PEPPER facilitates the prioritization of areas on which a provider may want to focus auditing and monitoring efforts.  Providers are encouraged to conduct regular audits to ensure that medical necessity for admission and treatment is documented and that bills submitted for Medicare services are correct.
PEPPER can be used to review three years of data statistics for each of the CMS target areas, comparing performance to that of other providers in the nation, Medicare Administrative Contractor (MAC) jurisdiction and state.  PEPPER can also be used to compare data statistics over time to identify changes in billing practices, pinpoint areas in need of auditing and monitoring, identify potential DRG under- or over-coding problems and identify target areas where lengths of stay are increasing.  PEPPER can help providers achieve CMS’ goal of reducing the likelihood of improper Medicare payments.

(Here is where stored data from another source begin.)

//! Foundation module - Core utilities and types
//!
//! This module provides fundamental utilities used throughout the engine:
//! - Math types and operations
//! - Arena handles for nodes, controllers and renderer objects
//! - Frame timing
//! - Logging utilities

pub mod math;
pub mod collections;
pub mod time;
pub mod logging;
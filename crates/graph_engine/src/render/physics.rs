//! Physics simulator
//!
//! Shares the renderer protocol: a submission collects bodies for one
//! island and a render cycle steps the simulation.

use crate::foundation::collections::{NodeKey, ObjectKey};
use crate::foundation::math::{Transform, Vec3};
use crate::render::renderer::{Renderer, SubmissionItem};
use crate::render::RenderError;

/// Island selected for a submission
#[derive(Debug, Clone, PartialEq)]
pub struct IslandState {
    /// Island node
    pub island: NodeKey,
    /// Gravity of the island
    pub gravity: Vec3,
}

/// One simulated body of a submission
#[derive(Debug, Clone, PartialEq)]
pub struct SimulationItem {
    /// Registered body object
    pub object: ObjectKey,
    /// World transform
    pub transform: Transform,
}

impl SubmissionItem for SimulationItem {
    fn object(&self) -> ObjectKey {
        self.object
    }
}

/// Simulator stepping bodies of an island
pub type PhysicsSimulator = Renderer<IslandState, SimulationItem>;

impl Renderer<IslandState, SimulationItem> {
    /// Select the island of the open submission
    pub fn set_current_island(&mut self, island: IslandState) -> Result<(), RenderError> {
        self.set_current(island)
    }

    /// Queue a body
    pub fn push_object_for_simulation(&mut self, item: SimulationItem) -> Result<(), RenderError> {
        self.push(item)
    }

    /// Start stepping the latest submission
    pub fn begin_simulation(&mut self, trigger_suspend: bool) -> Result<usize, RenderError> {
        self.begin_rendering(trigger_suspend)
    }

    /// Finish the step
    pub fn end_simulation(&mut self) -> Result<(), RenderError> {
        self.end_rendering()
    }
}
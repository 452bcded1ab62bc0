//! Side-channel user data passed through traversals
//!
//! Callers acquire an integer id once and then push/pop values under that id
//! while a traversal runs, so data can flow from a node to its subtree without
//! every hook signature knowing about it.

use std::any::Any;
use std::collections::HashMap;

/// Identifier of an acquired user data slot
#[derive(Debug, Clone, Copy, PartialEq, Eq, Hash, PartialOrd, Ord)]
pub struct UserDataId(u32);

impl UserDataId {
    /// Raw id value
    pub fn value(self) -> u32 {
        self.0
    }
}

/// Stacks of user data keyed by acquired ids
#[derive(Default)]
pub struct UserDataStack {
    next_id: u32,
    free_ids: Vec<u32>,
    stacks: HashMap<UserDataId, Vec<Box<dyn Any + Send>>>,
}

impl UserDataStack {
    /// Create an empty stack set
    pub fn new() -> Self {
        Self::default()
    }

    /// Acquire a fresh id
    pub fn acquire(&mut self) -> UserDataId {
        let raw = self.free_ids.pop().unwrap_or_else(|| {
            let raw = self.next_id;
            self.next_id += 1;
            raw
        });
        let id = UserDataId(raw);
        self.stacks.insert(id, Vec::new());
        id
    }

    /// Release an id and drop everything still stacked under it
    pub fn release(&mut self, id: UserDataId) -> bool {
        if self.stacks.remove(&id).is_some() {
            self.free_ids.push(id.0);
            true
        } else {
            false
        }
    }

    /// Whether the id is currently acquired
    pub fn is_acquired(&self, id: UserDataId) -> bool {
        self.stacks.contains_key(&id)
    }

    /// Push a value; fails if the id was never acquired
    pub fn push(&mut self, id: UserDataId, value: Box<dyn Any + Send>) -> bool {
        match self.stacks.get_mut(&id) {
            Some(stack) => {
                stack.push(value);
                true
            }
            None => false,
        }
    }

    /// Pop the most recent value
    pub fn pop(&mut self, id: UserDataId) -> Option<Box<dyn Any + Send>> {
        self.stacks.get_mut(&id)?.pop()
    }

    /// Borrow the most recent value as `T`
    pub fn top<T: Any>(&self, id: UserDataId) -> Option<&T> {
        self.stacks.get(&id)?.last()?.downcast_ref::<T>()
    }

    /// Mutably borrow the most recent value as `T`
    pub fn top_mut<T: Any>(&mut self, id: UserDataId) -> Option<&mut T> {
        self.stacks.get_mut(&id)?.last_mut()?.downcast_mut::<T>()
    }

    /// Number of values stacked under an id
    pub fn depth(&self, id: UserDataId) -> usize {
        self.stacks.get(&id).map_or(0, Vec::len)
    }
}

impl std::fmt::Debug for UserDataStack {
    fn fmt(&self, f: &mut std::fmt::Formatter<'_>) -> std::fmt::Result {
        f.debug_struct("UserDataStack")
            .field("acquired", &self.stacks.len())
            .finish()
    }
}

#[cfg(test)]
mod tests {
    use super::*;

    #[test]
    fn test_push_requires_acquired_id() {
        let mut stack = UserDataStack::new();
        let id = stack.acquire();
        assert!(stack.push(id, Box::new(5_u32)));
        assert!(stack.release(id));
        assert!(!stack.push(id, Box::new(6_u32)));
    }

    #[test]
    fn test_stack_order_and_typed_top() {
        let mut stack = UserDataStack::new();
        let id = stack.acquire();
        stack.push(id, Box::new(1_i32));
        stack.push(id, Box::new("two"));
        assert_eq!(stack.top::<&str>(id), Some(&"two"));
        assert!(stack.top::<i32>(id).is_none());
        stack.pop(id);
        assert_eq!(stack.top::<i32>(id), Some(&1));
        assert_eq!(stack.depth(id), 1);
    }

    #[test]
    fn test_released_ids_are_reused() {
        let mut stack = UserDataStack::new();
        let a = stack.acquire();
        let b = stack.acquire();
        assert_ne!(a, b);
        stack.release(a);
        assert_eq!(stack.acquire(), a);
    }
}
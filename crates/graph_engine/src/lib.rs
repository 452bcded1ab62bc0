//! # Graph Engine
//!
//! Retained-mode scene graph core: nodes and controllers with a managed
//! lifecycle, traversal trackers, time controllers with blend
//! normalization, target resolution, and a renderer submission protocol
//! with object suspension.
//!
//! ## Features
//!
//! - **Scene Graph**: Arena-backed DAG of nodes with Init/DeInit cascades
//! - **Controllers**: Time, variable and link controllers attached to nodes
//! - **Trackers**: Per-traversal context carrying diagnostics and scoped state
//! - **Renderers**: Video, audio and physics submission with suspension
//! - **Templates**: Scene graphs built from TOML or RON documents
//!
//! ## Quick Start
//!
//! ```rust,no_run
//! use graph_engine::prelude::*;
//!
//! struct MyApp;
//!
//! impl Application for MyApp {
//!     fn initialize(&mut self, engine: &mut Engine) -> Result<(), AppError> {
//!         let (root, factory) = engine.parts_mut();
//!         let group = root.create_node("Group", factory)?;
//!         let parent = root.root_node();
//!         root.init_graph(group, parent, None, LockMode::Acquire)?;
//!         Ok(())
//!     }
//!
//!     fn update(&mut self, _engine: &mut Engine, _delta_time: f64) -> Result<(), AppError> {
//!         Ok(())
//!     }
//!
//!     fn cleanup(&mut self, _engine: &mut Engine) {}
//! }
//!
//! fn main() -> Result<(), Box<dyn std::error::Error>> {
//!     let config = EngineConfig::default();
//!     let mut app = MyApp;
//!     Engine::run(config, &mut app, Some(60))?;
//!     Ok(())
//! }
//! ```

#![warn(missing_docs)]

pub mod config;
pub mod control;
pub mod controller;
pub mod core;
pub mod foundation;
pub mod graph;
pub mod registry;
pub mod render;
pub mod resource;
pub mod target;
pub mod tracker;

mod application;
mod engine;

pub use application::{AppError, Application};
pub use control::Control;
pub use engine::{Engine, EngineError, StepReport};

/// Common imports for engine users
pub mod prelude {
    pub use crate::{
        control::{Control, ScriptedInput},
        controller::{Controller, ControllerBehavior, ControllerContext, ControllerState, NodeLinkMode},
        core::{Config, ConfigFormat, EngineConfig},
        foundation::{
            collections::{ControllerKey, NodeKey, ObjectKey, ResourceKey},
            math::{Quat, Transform, Vec3},
            time::Timer,
        },
        graph::{GraphError, LockMode, NodeBehavior, NodeContext, PropertyValue, Root},
        registry::ObjectFactory,
        render::{RenderError, Renderers, SuspensionPolicy},
        resource::{Animation, GraphFactory, GraphTemplate, Resource, ResourceTarget},
        target::NodeTarget,
        tracker::{FrameTime, InputEvent, Tracker, TraversalMask},
        AppError, Application, Engine, EngineError, StepReport,
    };
}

TMF, at CMS’ direction, has developed various types of PEPPER including:
•          Short-term acute care hospitals (developed in 2002),
•          Long-term acute care hospitals (developed in 2005),
•          Critical access hospitals, inpatient psychiatric facilities and inpatient rehabilitation facilities (developed in 2011), 
•          Hospices and partial hospitalization programs (developed in 2012),
•          Skilled nursing facilities (developed in 2013), and
•          Home health agencies (developed in 2015).
Visit PEPPERresources.org for more information on PEPPER, including sample reports, user’s guides, recorded training sessions and national-level comparative data. View the PEPPER distribution schedule and information on how to get your organization’s PEPPER.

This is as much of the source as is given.